Next Tuesday, I make my annual pilgrimage back to the land of snow and horizon. So at the moment, I'm busy with finishing all the little things that need to be done before I leave. Student papers, essays... and of course, the public library books that must be returned before I depart. Thus, I've finished four lingering books in the last 24 hours, and while I could do a long full-length review of any of the four, I thought that something more abridged may be more appropriate. I think I'll divide them into four parts and release them over the next few days.

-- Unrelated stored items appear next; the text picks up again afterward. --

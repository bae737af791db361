//! Manifest generation: checksums in, Scoop manifest out.

use crate::config::PackageProfile;
use crate::error::GenerateError;
use crate::source::ChecksumSource;
use scoop_schema::{
    AutoUpdate, CheckVer, Manifest, Sha256Hash, Target, find_checksum, parse_checksums,
};
use std::path::{Path, PathBuf};
use tracing::{debug, info};

/// Inputs for one manifest generation run.
#[derive(Debug, Clone)]
pub struct GenerateRequest {
    /// Where to write the manifest.
    pub output: PathBuf,
    /// Release version without prefix (e.g. `1.2.0`).
    pub version: String,
    /// Release tag the assets are published under (e.g. `v1.2.0`).
    pub tag: String,
    /// Checksums file listing the release archives.
    pub checksums: ChecksumSource,
    /// Project metadata.
    pub profile: PackageProfile,
    /// Optional local copy of the Windows archive to verify against the checksum.
    pub artifact: Option<PathBuf>,
}

/// Outcome of a successful run.
#[derive(Debug, Clone, PartialEq, Eq)]
pub struct Report {
    /// Path the manifest was written to.
    pub path: PathBuf,
    /// Version recorded in the manifest.
    pub version: String,
    /// Resolved download URL.
    pub url: String,
    /// Full archive checksum.
    pub hash: Sha256Hash,
}

impl std::fmt::Display for Report {
    fn fmt(&self, f: &mut std::fmt::Formatter<'_>) -> std::fmt::Result {
        writeln!(f, "Wrote {} (version {})", self.path.display(), self.version)?;
        writeln!(f, "  url: {}", self.url)?;
        write!(f, "  sha256: {}...", self.hash.preview())
    }
}

/// Assemble the manifest for a release.
pub fn build_manifest(
    profile: &PackageProfile,
    version: &str,
    tag: &str,
    hash: &Sha256Hash,
) -> Manifest {
    Manifest {
        version: version.to_string(),
        description: profile.description.clone(),
        homepage: profile.homepage.clone(),
        license: profile.license.clone(),
        url: profile.release_url(tag, version),
        hash: hash.prefixed(),
        bin: profile.bin.clone(),
        checkver: CheckVer {
            github: profile.repo_url(),
        },
        autoupdate: AutoUpdate {
            url: profile.autoupdate_url(),
        },
    }
}

/// Generate and write the manifest described by `request`.
///
/// All lookups and verification happen before the output path is touched,
/// so a failed run leaves any existing manifest unchanged.
///
/// # Errors
///
/// Returns `GenerateError::ChecksumNotFound` if no checksum line names the
/// Windows archive, `GenerateError::ChecksumMismatch` if a local artifact
/// does not match it, and I/O or fetch errors as they occur.
pub async fn generate(
    client: &reqwest::Client,
    request: &GenerateRequest,
) -> Result<Report, GenerateError> {
    let text = request.checksums.load(client).await?;
    let marker = Target::WINDOWS_AMD64.marker();

    for entry in parse_checksums(&text) {
        debug!(filename = %entry.filename, hash = %entry.hash, "checksum candidate");
    }

    let entry = find_checksum(&text, &marker)?;
    debug!(filename = %entry.filename, "selected checksum");

    if let Some(artifact) = &request.artifact {
        verify_artifact(artifact, &entry.hash)?;
    }

    let manifest = build_manifest(
        &request.profile,
        &request.version,
        &request.tag,
        &entry.hash,
    );
    manifest.write_to(&request.output)?;
    info!(path = %request.output.display(), version = %request.version, "manifest written");

    Ok(Report {
        path: request.output.clone(),
        version: request.version.clone(),
        url: manifest.url,
        hash: entry.hash,
    })
}

fn verify_artifact(artifact: &Path, expected: &Sha256Hash) -> Result<(), GenerateError> {
    let actual = Sha256Hash::compute_file(artifact)?;
    if !actual.matches(expected) {
        return Err(GenerateError::ChecksumMismatch {
            artifact: artifact.display().to_string(),
            expected: expected.clone(),
            actual,
        });
    }
    debug!(artifact = %artifact.display(), "artifact checksum verified");
    Ok(())
}

#[cfg(test)]
mod tests {
    use super::*;
    use crate::source::build_client;
    use std::fs;

    const CHECKSUMS: &str = "\
abc123 fabbro_1.2.0_windows_amd64.zip
def456 fabbro_1.2.0_linux_amd64.tar.gz
";

    fn request(dir: &Path, checksums: &str) -> GenerateRequest {
        let checksums_path = dir.join("checksums.txt");
        fs::write(&checksums_path, checksums).unwrap();

        GenerateRequest {
            output: dir.join("bucket").join("fabbro.json"),
            version: "1.2.0".to_string(),
            tag: "v1.2.0".to_string(),
            checksums: ChecksumSource::Path(checksums_path),
            profile: PackageProfile::default(),
            artifact: None,
        }
    }

    #[test]
    fn manifest_fields_follow_templates() {
        let manifest = build_manifest(
            &PackageProfile::default(),
            "1.2.0",
            "v1.2.0",
            &Sha256Hash::new("abc123"),
        );

        assert_eq!(manifest.hash, "sha256:abc123");
        assert_eq!(
            manifest.url,
            "https://github.com/charly-vibes/fabbro/releases/download/v1.2.0/fabbro_1.2.0_windows_amd64.zip"
        );
        assert_eq!(manifest.checkver.github, "https://github.com/charly-vibes/fabbro");
        assert_eq!(manifest.bin, "fabbro.exe");
    }

    #[tokio::test]
    async fn writes_manifest_for_windows_checksum() {
        let dir = tempfile::tempdir().unwrap();
        let req = request(dir.path(), CHECKSUMS);

        let report = generate(&build_client().unwrap(), &req).await.unwrap();
        assert_eq!(report.hash.as_str(), "abc123");

        let written: Manifest =
            serde_json::from_str(&fs::read_to_string(&req.output).unwrap()).unwrap();
        assert_eq!(written.hash, "sha256:abc123");
        assert_eq!(written.url, report.url);
    }

    #[tokio::test]
    async fn missing_checksum_writes_nothing() {
        let dir = tempfile::tempdir().unwrap();
        let req = request(dir.path(), "def456 fabbro_1.2.0_linux_amd64.tar.gz\n");

        let err = generate(&build_client().unwrap(), &req).await.unwrap_err();
        assert!(matches!(err, GenerateError::ChecksumNotFound(_)));
        assert!(!req.output.exists());
        assert!(!dir.path().join("bucket").exists());
    }

    #[tokio::test]
    async fn rerun_is_byte_identical() {
        let dir = tempfile::tempdir().unwrap();
        let req = request(dir.path(), CHECKSUMS);
        let client = build_client().unwrap();

        generate(&client, &req).await.unwrap();
        let first = fs::read(&req.output).unwrap();
        generate(&client, &req).await.unwrap();
        assert_eq!(fs::read(&req.output).unwrap(), first);
    }

    #[tokio::test]
    async fn artifact_mismatch_leaves_existing_manifest() {
        let dir = tempfile::tempdir().unwrap();
        let mut req = request(dir.path(), CHECKSUMS);

        let artifact = dir.path().join("fabbro_1.2.0_windows_amd64.zip");
        fs::write(&artifact, b"not the published archive").unwrap();
        req.artifact = Some(artifact);

        fs::create_dir_all(req.output.parent().unwrap()).unwrap();
        fs::write(&req.output, "previous").unwrap();

        let err = generate(&build_client().unwrap(), &req).await.unwrap_err();
        assert!(matches!(err, GenerateError::ChecksumMismatch { .. }));
        assert_eq!(fs::read_to_string(&req.output).unwrap(), "previous");
    }

    #[tokio::test]
    async fn matching_artifact_is_accepted() {
        let dir = tempfile::tempdir().unwrap();
        let artifact = dir.path().join("fabbro_1.2.0_windows_amd64.zip");
        fs::write(&artifact, b"hello world").unwrap();

        let checksums = "B94D27B9934D3E08A52E52D7DA7DABFAC484EFE37A5380EE9088F7ACE2EFCDE9 fabbro_1.2.0_windows_amd64.zip\n";
        let mut req = request(dir.path(), checksums);
        req.artifact = Some(artifact);

        let report = generate(&build_client().unwrap(), &req).await.unwrap();
        assert_eq!(
            report.hash.prefixed(),
            "sha256:B94D27B9934D3E08A52E52D7DA7DABFAC484EFE37A5380EE9088F7ACE2EFCDE9"
        );
    }

    #[test]
    fn report_truncates_checksum() {
        let report = Report {
            path: PathBuf::from("bucket/fabbro.json"),
            version: "1.2.0".to_string(),
            url: "https://example.com/fabbro.zip".to_string(),
            hash: Sha256Hash::new("0123456789abcdef0123456789abcdef"),
        };
        assert_eq!(
            report.to_string(),
            "Wrote bucket/fabbro.json (version 1.2.0)\n  url: https://example.com/fabbro.zip\n  sha256: 0123456789abcdef..."
        );
    }
}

As a bonus aside, I've been thinking about the value of literature and videogames and media as such, and added a subtitle to the blog as a result. Let me know your thoughts.
Let us begin.
Psychohistorical Crisis by Donald Kingsbury. One of Issac Asimov's more enduring ideas was the Foundation series, a number of books based on a simple premise: while you can't predict what any individual human can do, you can, mathematically, determine what the human race as a whole will do. And if you know that, then you'll be able to alter the course to the outcome you find most beneficial. The Foundation books themselves depict the first few centuries, with humanity slowly falling under the pyschohistorians' control; Kingsbury's book imagines what happens (without ever explicitly referring to the Foundation books) a few millenia later, with the larger galaxy at peace. He also adds a number of other "future" elements, but the most interesting one is probably the fam: every adult human in the future has a fam, an electronic device that hooks directly into their head, connecting them to intergalactic databanks, aiding in their mental processing and memory storage. It's a logical extension of our current devices, and works well in the context.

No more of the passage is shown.